O repouso espiritual
- Solidão e silêncio cada vez mais profundos?
- Sim, a solidão exterior cria o ambiente propício,
necessário para que se possa desenvolver uma solidão mais perfeita, a solidão
interior.
- Em que consiste a solidão interior?
- Em um processo espiritual pelo qual a memória, o
entendimento e a vondade vão perdendo o interesse e o gosto pelas coisas
passageiras. Por sua vez, Deus começa a ser percebido como o único que pode
saciar as profundas aspirações do espírito. Só quando o cartuxo descobre,
admirado, que enfim é só Deus que o preenche, começa a ser um autêntico “monge”

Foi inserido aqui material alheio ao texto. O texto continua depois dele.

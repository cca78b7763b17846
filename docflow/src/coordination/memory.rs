//! In-memory counter store for local runs and tests.

use async_trait::async_trait;
use dashmap::mapref::entry::Entry;
use dashmap::DashMap;

use super::{RetryCounterStore, VersionedCount};
use crate::errors::CoordinationError;

/// A counter store backed by a concurrent map.
#[derive(Debug, Default)]
pub struct InMemoryCounterStore {
    counters: DashMap<String, VersionedCount>,
}

impl InMemoryCounterStore {
    /// Creates an empty store.
    #[must_use]
    pub fn new() -> Self {
        Self::default()
    }

    /// Number of live counters.
    pub fn len(&self) -> usize {
        self.counters.len()
    }

    /// Whether no counters exist.
    pub fn is_empty(&self) -> bool {
        self.counters.is_empty()
    }
}

#[async_trait]
impl RetryCounterStore for InMemoryCounterStore {
    async fn get(&self, key: &str) -> Result<VersionedCount, CoordinationError> {
        Ok(self.counters.get(key).map(|c| *c).unwrap_or_default())
    }

    async fn try_set(&self, key: &str, expected_version: u64, value: u64) -> Result<bool, CoordinationError> {
        match self.counters.entry(key.to_string()) {
            Entry::Occupied(mut entry) => {
                let current = entry.get_mut();
                if current.version != expected_version {
                    return Ok(false);
                }
                current.value = value;
                current.version += 1;
                Ok(true)
            }
            Entry::Vacant(entry) => {
                if expected_version != 0 {
                    return Ok(false);
                }
                entry.insert(VersionedCount { value, version: 1 });
                Ok(true)
            }
        }
    }

    async fn delete(&self, key: &str) -> Result<(), CoordinationError> {
        self.counters.remove(key);
        Ok(())
    }
}

#[cfg(test)]
mod tests {
    use super::*;
    use std::sync::Arc;

    #[tokio::test]
    async fn test_missing_counter_reads_zero() {
        let store = InMemoryCounterStore::new();
        assert_eq!(store.get("k").await.unwrap(), VersionedCount::default());
        assert!(store.is_empty());
    }

    #[tokio::test]
    async fn test_stale_version_is_rejected() {
        let store = InMemoryCounterStore::new();
        assert!(store.try_set("k", 0, 1).await.unwrap());
        assert!(!store.try_set("k", 0, 5).await.unwrap());
        assert_eq!(store.get("k").await.unwrap(), VersionedCount { value: 1, version: 1 });
    }

    #[tokio::test]
    async fn test_delete_resets() {
        let store = InMemoryCounterStore::new();
        store.increment("k").await.unwrap();
        store.increment("k").await.unwrap();
        store.delete("k").await.unwrap();
        store.delete("k").await.unwrap();
        assert_eq!(store.increment("k").await.unwrap(), 1);
    }

    #[tokio::test(flavor = "multi_thread", worker_threads = 4)]
    async fn test_concurrent_increments_are_not_lost() {
        let store = Arc::new(InMemoryCounterStore::new());
        let tasks: Vec<_> = (0..8)
            .map(|_| {
                let store = store.clone();
                tokio::spawn(async move {
                    for _ in 0..25 {
                        store.increment("shared").await.unwrap();
                    }
                })
            })
            .collect();
        for task in futures::future::join_all(tasks).await {
            task.unwrap();
        }
        assert_eq!(store.get("shared").await.unwrap().value, 200);
    }
}
//! Stage registry.
//!
//! Maps a stage type identifier from configuration to a factory that builds
//! the stage. Pipelines are assembled from registered types at startup.

use std::collections::HashMap;
use std::fmt;
use std::sync::Arc;

use super::{DropDocumentStage, NoOpStage, SetStaticValuesStage, Stage};
use crate::config::StageConfig;
use crate::errors::StageError;

/// Factory function type for creating stages.
pub type StageFactory = Arc<dyn Fn(&StageConfig) -> Result<Arc<dyn Stage>, StageError> + Send + Sync>;

/// Registry of stage factories keyed by type.
#[derive(Clone, Default)]
pub struct StageRegistry {
    factories: HashMap<String, StageFactory>,
}

impl StageRegistry {
    /// Creates a new empty registry.
    #[must_use]
    pub fn new() -> Self {
        Self::default()
    }

    /// Creates a registry holding the built-in stages: `noop`,
    /// `drop_document` and `set_static_values`.
    #[must_use]
    pub fn with_builtins() -> Self {
        let mut registry = Self::new();
        registry.register("noop", |_| Ok(Arc::new(NoOpStage::new()) as Arc<dyn Stage>));
        registry.register("drop_document", |_| {
            Ok(Arc::new(DropDocumentStage) as Arc<dyn Stage>)
        });
        registry.register("set_static_values", |config| {
            Ok(Arc::new(SetStaticValuesStage::from_config(config)?) as Arc<dyn Stage>)
        });
        registry
    }

    /// Registers a factory, replacing any previous one for the type.
    pub fn register<F>(&mut self, stage_type: impl Into<String>, factory: F)
    where
        F: Fn(&StageConfig) -> Result<Arc<dyn Stage>, StageError> + Send + Sync + 'static,
    {
        self.factories.insert(stage_type.into(), Arc::new(factory));
    }

    /// Checks whether a type is registered.
    #[must_use]
    pub fn contains(&self, stage_type: &str) -> bool {
        self.factories.contains_key(stage_type)
    }

    /// Lists registered types.
    pub fn types(&self) -> Vec<String> {
        let mut types: Vec<String> = self.factories.keys().cloned().collect();
        types.sort();
        types
    }

    /// Builds a stage from its configuration. Returns `None` for unknown
    /// types.
    pub fn create(&self, config: &StageConfig) -> Option<Result<Arc<dyn Stage>, StageError>> {
        self.factories
            .get(&config.stage_type)
            .map(|factory| factory(config))
    }
}

impl fmt::Debug for StageRegistry {
    fn fmt(&self, f: &mut fmt::Formatter<'_>) -> fmt::Result {
        f.debug_struct("StageRegistry")
            .field("types", &self.types())
            .finish()
    }
}
//! Stage specifications.

use std::sync::Arc;

use crate::document::Document;
use crate::stages::{Condition, Stage};

/// A named stage within a pipeline.
#[derive(Debug, Clone)]
pub struct StageSpec {
    /// The unique name of the stage.
    pub name: String,
    /// The stage implementation.
    pub runner: Arc<dyn Stage>,
    /// Conditions that must all hold for the stage to run.
    pub conditions: Vec<Condition>,
}

impl StageSpec {
    /// Creates a new stage specification.
    #[must_use]
    pub fn new(name: impl Into<String>, runner: Arc<dyn Stage>) -> Self {
        Self {
            name: name.into(),
            runner,
            conditions: Vec::new(),
        }
    }

    /// Adds a condition.
    #[must_use]
    pub fn with_condition(mut self, condition: Condition) -> Self {
        self.conditions.push(condition);
        self
    }

    /// Replaces the conditions.
    #[must_use]
    pub fn with_conditions(mut self, conditions: Vec<Condition>) -> Self {
        self.conditions = conditions;
        self
    }

    /// Whether the stage should run on `doc`.
    pub fn applies_to(&self, doc: &Document) -> bool {
        !doc.is_dropped() && self.conditions.iter().all(|c| c.test(doc))
    }
}
//! Document sources.
//!
//! A [`Connector`] reads some source and hands every document to the run's
//! [`Publisher`]. The runner drives it on its own task through
//! [`spawn_connector`], which records the outcome in a [`SourceState`] for
//! the publisher's completion wait.

mod registry;
mod sequence;

use std::any::Any;
use std::fmt::Debug;
use std::panic::AssertUnwindSafe;
use std::sync::Arc;

use async_trait::async_trait;
use futures::FutureExt;
use tokio::task::JoinHandle;
use tracing::{error, info, warn};

use crate::errors::ConnectorError;
use crate::publisher::{Publisher, SourceState};

pub use registry::{ConnectorFactory, ConnectorRegistry};
pub use sequence::SequenceConnector;

/// A source-specific producer of documents.
#[async_trait]
pub trait Connector: Send + Sync + Debug {
    /// Unique name within a run.
    fn name(&self) -> &str;

    /// Pipeline that processes the published documents.
    fn pipeline_name(&self) -> &str;

    /// Whether consecutive documents with the same id are merged before
    /// they are sent.
    fn requires_collapsing_publisher(&self) -> bool {
        false
    }

    /// Called before `execute`.
    async fn pre_execute(&self, _run_id: &str) -> Result<(), ConnectorError> {
        Ok(())
    }

    /// Publishes documents until the source is exhausted.
    async fn execute(&self, publisher: &Publisher) -> Result<(), ConnectorError>;

    /// Called after a successful `execute`.
    async fn post_execute(&self, _run_id: &str) -> Result<(), ConnectorError> {
        Ok(())
    }

    /// Releases resources. Always called, even after a failure.
    async fn close(&self) -> Result<(), ConnectorError> {
        Ok(())
    }
}

/// Runs a connector's lifecycle on a new task.
///
/// Any failure, including a panic, is recorded in `state` before it is
/// marked finished, so the publisher never sees a finished source whose
/// failure is still unknown. A collapsing publisher is flushed after
/// `execute`.
pub fn spawn_connector(
    connector: Arc<dyn Connector>,
    publisher: Arc<Publisher>,
    state: Arc<SourceState>,
) -> JoinHandle<()> {
    tokio::spawn(async move {
        let run_id = publisher.run_id().to_string();
        let name = connector.name().to_string();
        info!(connector = %name, run_id = %run_id, "Connector started");

        let lifecycle = async {
            connector.pre_execute(&run_id).await?;
            connector.execute(&publisher).await?;
            publisher
                .flush()
                .await
                .map_err(|e| ConnectorError::Publish(e.to_string()))?;
            connector.post_execute(&run_id).await
        };

        match AssertUnwindSafe(lifecycle).catch_unwind().await {
            Ok(Ok(())) => {}
            Ok(Err(e)) => {
                error!(connector = %name, error = %e, "Connector failed");
                state.mark_failed(e.to_string());
            }
            Err(panic) => {
                let reason = format!("connector panicked: {}", panic_message(panic.as_ref()));
                error!(connector = %name, error = %reason, "Connector failed");
                state.mark_failed(reason);
            }
        }
        if let Err(e) = connector.close().await {
            warn!(connector = %name, error = %e, "Connector close failed");
            state.mark_failed(e.to_string());
        }
        state.mark_finished();
        info!(connector = %name, published = publisher.stats().published, "Connector finished");
    })
}

fn panic_message(payload: &(dyn Any + Send)) -> &str {
    payload
        .downcast_ref::<&str>()
        .copied()
        .or_else(|| payload.downcast_ref::<String>().map(String::as_str))
        .unwrap_or("unknown panic")
}

#[cfg(test)]
mod tests {
    use super::*;
    use crate::messaging::{MemoryBroker, TopicNames};
    use crate::publisher::{CompletionStatus, SourceStatus};
    use crate::testing::{FailingConnector, ListConnector};
    use pretty_assertions::assert_eq;
    use std::sync::atomic::{AtomicBool, Ordering};
    use std::time::Duration;

    fn publisher(broker: &MemoryBroker) -> Arc<Publisher> {
        let topics = TopicNames::for_pipeline("p");
        let events = broker.consumer("publisher", topics.events("r1"));
        Arc::new(
            Publisher::new("r1", topics, Arc::new(broker.clone()), Box::new(events))
                .with_poll_timeout(Duration::from_millis(5)),
        )
    }

    #[tokio::test]
    async fn test_successful_connector_marks_finished() {
        let broker = MemoryBroker::default();
        let publisher = publisher(&broker);
        let state = Arc::new(SourceState::new());
        let connector = Arc::new(ListConnector::new("list", "p", ["a", "b"]));

        spawn_connector(connector.clone(), publisher.clone(), state.clone())
            .await
            .unwrap();

        assert!(state.is_finished());
        assert!(state.failure().is_none());
        assert_eq!(publisher.stats().published, 2);
        assert!(connector.is_closed());
        assert_eq!(broker.messages("p_source").len(), 2);
    }

    #[tokio::test]
    async fn test_failure_is_recorded_and_close_still_runs() {
        let broker = MemoryBroker::default();
        let state = Arc::new(SourceState::new());
        let connector = Arc::new(FailingConnector::new("bad", "p", "source unreachable"));

        spawn_connector(connector.clone(), publisher(&broker), state.clone())
            .await
            .unwrap();

        assert!(state.is_finished());
        assert!(state.failure().unwrap().contains("source unreachable"));
        assert!(connector.is_closed());
    }

    #[tokio::test]
    async fn test_panicking_connector_fails_the_source() {
        let broker = MemoryBroker::default();
        let publisher = publisher(&broker);
        let state = Arc::new(SourceState::new());
        let connector = Arc::new(PanickingConnector::default());

        spawn_connector(connector.clone(), publisher.clone(), state.clone())
            .await
            .unwrap();

        assert!(state.is_finished());
        assert!(state.failure().unwrap().contains("cursor vanished"));
        assert!(connector.closed.load(Ordering::SeqCst));

        let status = publisher
            .wait_for_completion(state.as_ref(), Some(Duration::from_secs(5)))
            .await
            .unwrap();
        assert!(matches!(status, CompletionStatus::SourceFailed(reason) if reason.contains("cursor vanished")));
    }

    #[tokio::test]
    async fn test_collapsing_publisher_is_flushed_after_execute() {
        let broker = MemoryBroker::default();
        let topics = TopicNames::for_pipeline("p");
        let events = broker.consumer("publisher", topics.events("r1"));
        let publisher = Arc::new(
            Publisher::new("r1", topics, Arc::new(broker.clone()), Box::new(events)).collapsing(true),
        );
        let state = Arc::new(SourceState::new());
        let connector = Arc::new(ListConnector::new("list", "p", ["a", "a", "b"]));

        spawn_connector(connector, publisher.clone(), state.clone())
            .await
            .unwrap();

        let mut keys: Vec<String> = broker.messages("p_source").into_iter().map(|m| m.key).collect();
        keys.sort();
        assert_eq!(keys, vec!["a", "b"]);
        assert!(state.failure().is_none());
    }

    #[derive(Debug, Default)]
    struct PanickingConnector {
        closed: AtomicBool,
    }

    #[async_trait]
    impl Connector for PanickingConnector {
        fn name(&self) -> &str {
            "panicky"
        }

        fn pipeline_name(&self) -> &str {
            "p"
        }

        async fn execute(&self, _publisher: &Publisher) -> Result<(), ConnectorError> {
            panic!("cursor vanished");
        }

        async fn close(&self) -> Result<(), ConnectorError> {
            self.closed.store(true, Ordering::SeqCst);
            Ok(())
        }
    }
}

contemplativo. Esta descoberta produz uma sensação de libertade e gozo interior
que é difícil expresar com palavras.
- Esta experiência é algo típico e exclusivo da
Cartuxa?
- Se trata de um processo espiritual já descrito na
espiritualidade dos antigos monges do deserto, tal como Antão, Pacômio,
Evágrio, e em geral nos místicos cristãos de todos os tempos.
- Como vocês, cartuxos, o concretizam?
- Acho que todo esse processo espiritual poderia
ser resumido em uma palavra muito cara a nosso pai São Bruno e aos primeiros
cartuxos: ”quies”, isto é, o repouso espiritual.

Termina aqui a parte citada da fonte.